The City tends to see things in a very black and white way. And if the stock market continues to price established businesses at levels that assume they won’t exist much longer, then eventually someone else is going to see opportunity in them.

At this week’s prices, you could buy JJB - a company that made sales of £370m last year - for less than Mike Ashley’s Newcastle United got for Andy Carroll, a footballer with one England cap. HMV - a company expected to make profits of £40m this year - is valued at about the same as two Fernando Torres’s.

Those numbers might tell you about as much about the absurdity of the transfer market as the value the City puts on retailers, but what they also say is that at the moment both these companies are priced to fail.

However, while both face immense challenges, there is still value in both the businesses and the brands. First HMV. It owns two brands that dominate their categories. Admittedly they’re the most challenged categories in the market and sales through stores aren’t going to grow much, but by thinking beyond bricks-and-mortar retail, it’s not hard to envisage a future for HMV and Waterstone’s.
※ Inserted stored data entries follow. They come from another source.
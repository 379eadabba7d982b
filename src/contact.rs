// Contact module - submission orchestration
//
// A submission goes through three steps, strictly in order:
//
//   validate ──✗──→ rejected (nothing stored, nothing sent)
//      │
//   store write ──✗──→ failed (email never attempted)
//      │
//   email dispatch (only when configured; failure is reported, not fatal)
//
// The two external calls never overlap.

use crate::notify::{EmailStatus, Notifier};
use crate::validation::{Submission, ValidationResult, Validator};
use chrono::{DateTime, Utc};
use serde::Serialize;
use std::fmt;
use std::sync::Arc;

/// Write side of the document store used by the contact form
pub trait MessageStore: Send + Sync {
    /// Persist a message and return its generated id
    fn add_message(&self, message: &NewMessage) -> anyhow::Result<String>;
}

/// A validated submission plus request metadata, ready to persist
#[derive(Debug, Clone)]
pub struct NewMessage {
    pub submission: Submission,
    pub received_at: DateTime<Utc>,
    pub ip_address: Option<String>,
    pub user_agent: Option<String>,
}

/// Request metadata captured by the HTTP layer
#[derive(Debug, Clone, Default)]
pub struct ClientInfo {
    pub ip_address: Option<String>,
    pub user_agent: Option<String>,
}

/// What happened to the owner notification
#[derive(Debug, Clone, Copy, PartialEq, Eq, Serialize)]
#[serde(rename_all = "lowercase")]
pub enum Notification {
    Sent,
    Failed,
    /// Email service not configured; dispatch not attempted
    Skipped,
}

impl Notification {
    /// Status line shown under the form after a successful save
    pub fn status_line(self) -> &'static str {
        match self {
            Self::Sent => "✨ Message sent successfully! Thank you for reaching out.",
            Self::Failed => {
                "✅ Message saved! (Email notification failed, but I'll check the database)"
            }
            Self::Skipped => {
                "✅ Message saved to database! Email notifications will be configured soon."
            }
        }
    }
}

/// Successful submission
#[derive(Debug, Clone, Serialize)]
pub struct SubmitOutcome {
    pub id: String,
    pub notification: Notification,
}

/// Submission that did not reach the store
#[derive(Debug)]
pub enum SubmitError {
    /// Rejected by validation
    Invalid(ValidationResult),
    /// Store write failed
    Store(anyhow::Error),
}

impl SubmitError {
    /// Status line shown under the form
    pub fn status_line(&self, owner_email: &str) -> String {
        match self {
            Self::Invalid(result) => format!("❌ {}", result.first_error().unwrap_or_default()),
            Self::Store(_) => format!(
                "❌ Sorry, something went wrong. Please email me directly at {}",
                owner_email
            ),
        }
    }
}

impl fmt::Display for SubmitError {
    fn fmt(&self, f: &mut fmt::Formatter<'_>) -> fmt::Result {
        match self {
            Self::Invalid(result) => write!(f, "Invalid submission: {}", result.errors.join("; ")),
            Self::Store(e) => write!(f, "Failed to store message: {:#}", e),
        }
    }
}

impl std::error::Error for SubmitError {}

/// Runs contact submissions against a store and a notifier
pub struct ContactService<S, N> {
    validator: Arc<Validator>,
    store: Arc<S>,
    notifier: Arc<N>,
}

impl<S, N> Clone for ContactService<S, N> {
    fn clone(&self) -> Self {
        Self {
            validator: self.validator.clone(),
            store: self.store.clone(),
            notifier: self.notifier.clone(),
        }
    }
}

impl<S: MessageStore, N: Notifier> ContactService<S, N> {
    pub fn new(validator: Arc<Validator>, store: Arc<S>, notifier: Arc<N>) -> Self {
        Self {
            validator,
            store,
            notifier,
        }
    }

    pub fn validator(&self) -> &Validator {
        &self.validator
    }

    pub fn email_status(&self) -> EmailStatus {
        self.notifier.status()
    }

    /// Validate, persist, then notify
    pub async fn submit(
        &self,
        submission: Submission,
        client: ClientInfo,
    ) -> Result<SubmitOutcome, SubmitError> {
        let validation = self.validator.validate_form(&submission);
        if !validation.is_valid {
            tracing::debug!("Submission rejected: {:?}", validation.errors);
            return Err(SubmitError::Invalid(validation));
        }

        let message = NewMessage {
            submission,
            received_at: Utc::now(),
            ip_address: client.ip_address,
            user_agent: client.user_agent,
        };

        let id = self.store.add_message(&message).map_err(|e| {
            tracing::error!("Error saving message: {:#}", e);
            SubmitError::Store(e)
        })?;
        tracing::info!("Message saved with ID: {}", id);

        let notification = match self.notifier.status() {
            EmailStatus::NotConfigured => {
                tracing::warn!("Email not configured, skipping notification");
                Notification::Skipped
            }
            EmailStatus::Configured => {
                match self
                    .notifier
                    .notify(&message.submission, message.received_at)
                    .await
                {
                    Ok(()) => Notification::Sent,
                    Err(e) => {
                        tracing::error!("Email sending failed: {}", e);
                        Notification::Failed
                    }
                }
            }
        };

        Ok(SubmitOutcome { id, notification })
    }
}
Simon Fox has laid the foundations for HMV to be at the heart of the entertainment industry, but it’s only just begun. More importantly, neither chain has really cracked digital. Both brands need to move even faster to build a compelling online offer combining retail and community.
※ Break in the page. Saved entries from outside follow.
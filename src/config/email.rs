//! Email notification configuration
//!
//! The three service identifiers are usually secrets kept out of the config
//! file, so each one can come from an environment variable instead.

use serde::Deserialize;

pub const ENV_SERVICE_ID: &str = "EMAILJS_SERVICE_ID";
pub const ENV_TEMPLATE_ID: &str = "EMAILJS_TEMPLATE_ID";
pub const ENV_USER_ID: &str = "EMAILJS_USER_ID";
pub const ENV_API_URL: &str = "EMAILJS_API_URL";

const DEFAULT_API_URL: &str = "https://api.emailjs.com";

/// Email dispatch settings
#[derive(Debug, Clone, PartialEq)]
pub struct EmailConfig {
    pub service_id: Option<String>,
    pub template_id: Option<String>,
    /// Public key of the sending account
    pub user_id: Option<String>,
    pub api_url: String,
    pub timeout_secs: u64,
}

impl Default for EmailConfig {
    fn default() -> Self {
        Self {
            service_id: None,
            template_id: None,
            user_id: None,
            api_url: DEFAULT_API_URL.to_string(),
            timeout_secs: 15,
        }
    }
}

/// `[email]` section as loaded from config file
#[derive(Debug, Deserialize, Default)]
pub struct FileEmail {
    pub service_id: Option<String>,
    pub template_id: Option<String>,
    pub user_id: Option<String>,
    pub api_url: Option<String>,
    pub timeout_secs: Option<u64>,
}

impl EmailConfig {
    /// Env vars take precedence over the file section
    pub fn from_file(file: Option<FileEmail>, env: impl Fn(&str) -> Option<String>) -> Self {
        let file = file.unwrap_or_default();
        let defaults = Self::default();

        Self {
            service_id: env(ENV_SERVICE_ID).or(file.service_id),
            template_id: env(ENV_TEMPLATE_ID).or(file.template_id),
            user_id: env(ENV_USER_ID).or(file.user_id),
            api_url: env(ENV_API_URL)
                .or(file.api_url)
                .unwrap_or(defaults.api_url),
            timeout_secs: file.timeout_secs.unwrap_or(defaults.timeout_secs),
        }
    }

    /// Names of the identifiers that are unset or blank
    pub fn missing(&self) -> Vec<&'static str> {
        [
            (ENV_SERVICE_ID, &self.service_id),
            (ENV_TEMPLATE_ID, &self.template_id),
            (ENV_USER_ID, &self.user_id),
        ]
        .into_iter()
        .filter(|(_, value)| value.as_deref().map_or(true, |v| v.trim().is_empty()))
        .map(|(name, _)| name)
        .collect()
    }

    pub fn is_configured(&self) -> bool {
        self.missing().is_empty()
    }
}
// folio - portfolio backend
//
// Serves the JSON API behind a personal portfolio site: the project
// showcase and the contact form.
//
// Architecture:
// - Server (axum): JSON endpoints for the site
// - Validation: email and form checks, shared by the server and the CLI
// - Store (SQLite): projects and contact messages
// - Notify: owner email via EmailJS, when configured
// - Contact: validate -> store -> notify for each submission

mod cli;
mod config;
mod contact;
mod notify;
mod projects;
mod server;
mod startup;
mod store;
mod validation;

use anyhow::{Context, Result};
use config::{Config, LogRotation, LoggingConfig};
use contact::ContactService;
use notify::EmailJsNotifier;
use server::AppState;
use std::sync::Arc;
use store::Store;
use tracing_appender::non_blocking::WorkerGuard;
use tracing_subscriber::{layer::SubscriberExt, util::SubscriberInitExt, EnvFilter};
use validation::{DomainTables, Validator};

/// Directives used when RUST_LOG is unset
fn default_filter(level: &str) -> String {
    format!("folio={},axum=debug", level)
}

/// Initialize tracing: stdout plus an optional JSON file layer.
///
/// Precedence: RUST_LOG env var > config file > default "info".
/// The returned guard must live until exit so buffered file logs flush.
fn init_tracing(logging: &LoggingConfig) -> Option<WorkerGuard> {
    let filter = EnvFilter::try_from_default_env()
        .unwrap_or_else(|_| default_filter(&logging.level).into());

    if !logging.file_enabled {
        tracing_subscriber::registry()
            .with(filter)
            .with(tracing_subscriber::fmt::layer())
            .init();
        return None;
    }

    if let Err(e) = std::fs::create_dir_all(&logging.file_dir) {
        eprintln!(
            "Warning: Could not create log directory {:?}: {}",
            logging.file_dir, e
        );
        tracing_subscriber::registry()
            .with(filter)
            .with(tracing_subscriber::fmt::layer())
            .init();
        return None;
    }

    let file_appender = match logging.file_rotation {
        LogRotation::Hourly => {
            tracing_appender::rolling::hourly(&logging.file_dir, &logging.file_prefix)
        }
        LogRotation::Daily => {
            tracing_appender::rolling::daily(&logging.file_dir, &logging.file_prefix)
        }
        LogRotation::Never => {
            tracing_appender::rolling::never(&logging.file_dir, &logging.file_prefix)
        }
    };

    // Writes happen on a background thread
    let (non_blocking, guard) = tracing_appender::non_blocking(file_appender);

    tracing_subscriber::registry()
        .with(filter)
        .with(tracing_subscriber::fmt::layer())
        .with(
            tracing_subscriber::fmt::layer()
                .json()
                .with_writer(non_blocking)
                .with_ansi(false),
        )
        .init();

    Some(guard)
}

#[tokio::main]
async fn main() -> Result<()> {
    // Subcommands run to completion and exit
    if cli::handle_cli() {
        return Ok(());
    }

    Config::ensure_config_exists();

    // A malformed config file is fatal
    let config = match Config::from_env() {
        Ok(config) => config,
        Err(e) => {
            eprintln!("Error: {:#}", e);
            std::process::exit(1);
        }
    };

    let _file_guard = init_tracing(&config.logging);

    let tables = DomainTables::load(config.tables_path.as_deref())?;
    let validator = Arc::new(Validator::new(tables.clone()));

    let store = Arc::new(Store::open(&config.db_path)?);
    tracing::info!("Store opened at {}", config.db_path.display());

    let notifier = Arc::new(
        EmailJsNotifier::new(&config.email).context("Failed to create email client")?,
    );

    let contact = ContactService::new(validator, store.clone(), notifier);
    let state = AppState::new(contact, store, &config.owner_email);
    let app = server::build_router(state);

    startup::print_startup(&config, &tables);
    startup::log_startup(&config, &tables);

    // Oneshot: the server stops accepting once this fires
    let (shutdown_tx, shutdown_rx) = tokio::sync::oneshot::channel();

    let bind_addr = config.bind_addr;
    let mut server_handle =
        tokio::spawn(async move { server::start_server(bind_addr, app, shutdown_rx).await });

    tokio::select! {
        result = tokio::signal::ctrl_c() => {
            result?;
        }
        // Server exited on its own (e.g. bind failure)
        result = &mut server_handle => {
            return result?;
        }
    }

    tracing::info!("Shutting down...");
    let _ = shutdown_tx.send(());
    server_handle.await??;

    tracing::info!("Shutdown complete");
    Ok(())
}

#[cfg(test)]
mod tests {
    use super::*;

    #[test]
    fn default_filter_names_only_linked_crates() {
        let filter = default_filter("debug");
        assert_eq!(filter, "folio=debug,axum=debug");
        assert!(EnvFilter::try_new(&filter).is_ok());
    }
}
// Startup module - displays banner and module status
//
// Printed once the store and notifier are initialized, so the status
// reflects what actually came up rather than what the config asked for.

use crate::config::{Config, VERSION};
use crate::validation::DomainTables;

/// ANSI color codes for terminal output
mod colors {
    pub const RESET: &str = "\x1b[0m";
    pub const BOLD: &str = "\x1b[1m";
    pub const DIM: &str = "\x1b[2m";
    pub const CYAN: &str = "\x1b[36m";
    pub const GREEN: &str = "\x1b[32m";
    pub const YELLOW: &str = "\x1b[33m";
    pub const MAGENTA: &str = "\x1b[35m";
}

/// Module status for display
pub struct ModuleStatus {
    pub name: &'static str,
    pub enabled: bool,
    pub description: String,
}

/// Print the startup banner and module status
pub fn print_startup(config: &Config, tables: &DomainTables) {
    use colors::*;

    println!();
    println!("  {BOLD}{CYAN}folio{RESET} {DIM}v{VERSION}{RESET}");
    println!("  {DIM}Portfolio backend: projects feed and contact form{RESET}");
    println!();

    if let Some(path) = Config::config_path() {
        if path.exists() {
            println!("  {DIM}Config:{RESET} {GREEN}✓{RESET} {}", path.display());
        } else {
            println!("  {DIM}Config:{RESET} {DIM}(using defaults){RESET}");
        }
    }
    println!();

    println!("  {DIM}Modules{RESET}");
    for module in &module_status(config, tables) {
        print_module_status(module);
    }
    println!();

    println!(
        "  {MAGENTA}▸{RESET} Listening on {BOLD}{}{RESET}",
        config.bind_addr
    );
    if !config.email.is_configured() {
        println!(
            "  {YELLOW}▸{RESET} {YELLOW}Email notifications off{RESET} {DIM}(missing {}){RESET}",
            config.email.missing().join(", ")
        );
    }
    println!();
}

/// Mirror of the banner for the log stream
pub fn log_startup(config: &Config, tables: &DomainTables) {
    tracing::info!("folio v{} starting", VERSION);
    for module in &module_status(config, tables) {
        let icon = if module.enabled { "✓" } else { "○" };
        tracing::info!("  {} {} - {}", icon, module.name, module.description);
    }
    tracing::info!("▸ Listening on {}", config.bind_addr);
}

fn module_status(config: &Config, tables: &DomainTables) -> Vec<ModuleStatus> {
    let tables_source = match &config.tables_path {
        Some(path) => path.display().to_string(),
        None => "built-in".to_string(),
    };

    vec![
        ModuleStatus {
            name: "server",
            enabled: true,
            description: "HTTP API".to_string(),
        },
        ModuleStatus {
            name: "validator",
            enabled: true,
            description: format!("{} ({})", tables.summary(), tables_source),
        },
        ModuleStatus {
            name: "store",
            enabled: true,
            description: format!("SQLite {}", config.db_path.display()),
        },
        ModuleStatus {
            name: "email",
            enabled: config.email.is_configured(),
            description: if config.email.is_configured() {
                "EmailJS notifications".to_string()
            } else {
                "not configured".to_string()
            },
        },
    ]
}

fn print_module_status(module: &ModuleStatus) {
    use colors::*;

    let (icon, style) = if module.enabled {
        (format!("{GREEN}✓{RESET}"), "")
    } else {
        (format!("{DIM}○{RESET}"), DIM)
    };

    println!(
        "    {icon} {style}{:<10}{RESET} {DIM}{}{RESET}",
        module.name, module.description
    );
}

#[cfg(test)]
mod tests {
    use super::*;

    #[test]
    fn email_module_tracks_configuration() {
        let mut config = Config::default();
        let tables = DomainTables::default();

        let status = module_status(&config, &tables);
        let email = status.iter().find(|m| m.name == "email").unwrap();
        assert!(!email.enabled);

        config.email.service_id = Some("s".into());
        config.email.template_id = Some("t".into());
        config.email.user_id = Some("u".into());
        let status = module_status(&config, &tables);
        let email = status.iter().find(|m| m.name == "email").unwrap();
        assert!(email.enabled);
    }

    #[test]
    fn validator_reports_table_source() {
        let mut config = Config::default();
        config.tables_path = Some("/tmp/domains.toml".into());
        let status = module_status(&config, &DomainTables::default());
        let validator = status.iter().find(|m| m.name == "validator").unwrap();
        assert!(validator.description.contains("/tmp/domains.toml"));
    }
}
This needs to be built around a smaller core group of really good stores. In the big cities both chains have multiple stores, which the company has started eliminating, but the business needs to be braver and combine HMV and Waterstone’s to create Fnac-style superstores with a bit of atmosphere in major cities and shopping centres.

The urgency of JJB’s problems is greater, but if anyone can create value out of it, JD can. Its management has shown time and again its ability to take struggling retail brands and give them a point of difference. JJB is in dire straits and has been taken to the cleaners by Sports Direct, but crucially it retains the support of the big sportswear brands - including those of big JD shareholder Pentland.

In its highly unassuming way, JD has emerged as one of the best specialist retailers of recent years, and its ability to absorb businesses as diverse as Allsports and Bank to create a sports-fashion powerhouse has been one of the great retail reinventions of the past decade. While it’s far from a certainty and would not be without risk, a takeover of JJB would show just how far it has come.